RNA电泳中电压为多少合适?EB浓度宜多少?

（一）DNA的凝胶电泳
凝胶电泳是分子克隆的中心技术之一.
1.琼脂糖凝胶用于分离大于200～1000bp的片段;操作简单、快速,且分离范围广,分辨率高
2.聚丙烯酰胺凝胶用于分离5－500bp的片段; 效果好、分辨率极高,相差1bp的DNA片断就能分开,能容纳相对大量的DNA ,用于核苷酸多态性的分析.
琼脂糖凝胶电泳的基本过程
材料：电泳缓冲液（常用TAE或TBE）、电泳级琼脂糖、溴化乙锭溶液（核酸显示剂）、加样缓冲液（保证核酸不在加样孔中扩散和用于电泳时间的指示系统）、水平凝胶电泳装置及制胶系统、直流电源系统.
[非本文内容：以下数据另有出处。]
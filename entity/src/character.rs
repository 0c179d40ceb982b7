use sea_orm::entity::prelude::*;

#[derive(Clone, Debug, PartialEq, DeriveEntityModel)]
#[sea_orm(table_name = "characters")]
pub struct Model {
    #[sea_orm(primary_key, auto_increment = false)]
    pub discord_client_id: String,
    pub language: String,
    pub first_name: String,
    pub last_name: String,
    pub noble_title: Option<String>,
    pub money: i64,
    pub location: String,
    pub health_points: i32,
    pub mana_points: i32,
    pub strength: i32,
    pub vitality: i32,
    pub dexterity: i32,
    pub agility: i32,
    pub intelligence: i32,
    pub magic: i32,
    pub charisma: i32,
    pub reputation: i32,
    pub luck: i32,
}

#[derive(Copy, Clone, Debug, EnumIter, DeriveRelation)]
pub enum Relation {}

impl ActiveModelBehavior for ActiveModel {}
制胶→放入电泳槽中并加入电泳缓冲液→取出梳子→将适量的核酸样品和上样缓冲液混合并上样于加样孔中→一定电压条件下电泳→合适的时间后停止电泳→取出凝胶进行溴化乙锭染色→凝胶成像系统紫外灯下观察并照相保存结果
注意：溴化乙锭具有致癌性,操作时要带手套
影响DNA在凝胶中迁移速率的因素：
1 DNA分子的大小
2 构象
3 凝胶浓度
4 电压
5 缓冲液
特殊的凝胶电泳
倒转电场凝胶电泳（FIGE）：用于分离分子量10～2000kb的DNA分子；
钳位均匀电场电泳（CHEF电泳）：可分离大于107bp的DNA分子
（二）RNA 电 泳
基本过程同DNA电泳一样,但应明确一点的是,因为RNA分子对RNA酶的作用非常敏感,因此必须用对RNA酶有抑制作用DEPC水来配置所有溶液,所有与RNA接触的仪器和装置都要严格处理以尽量减少RNA酶对样品的降解；另外,因为RNA分子有二、三级结构可以影响其电泳结果,因此电泳时应在变性剂存在下进行,常用的变性剂为甲醛和戊二醛.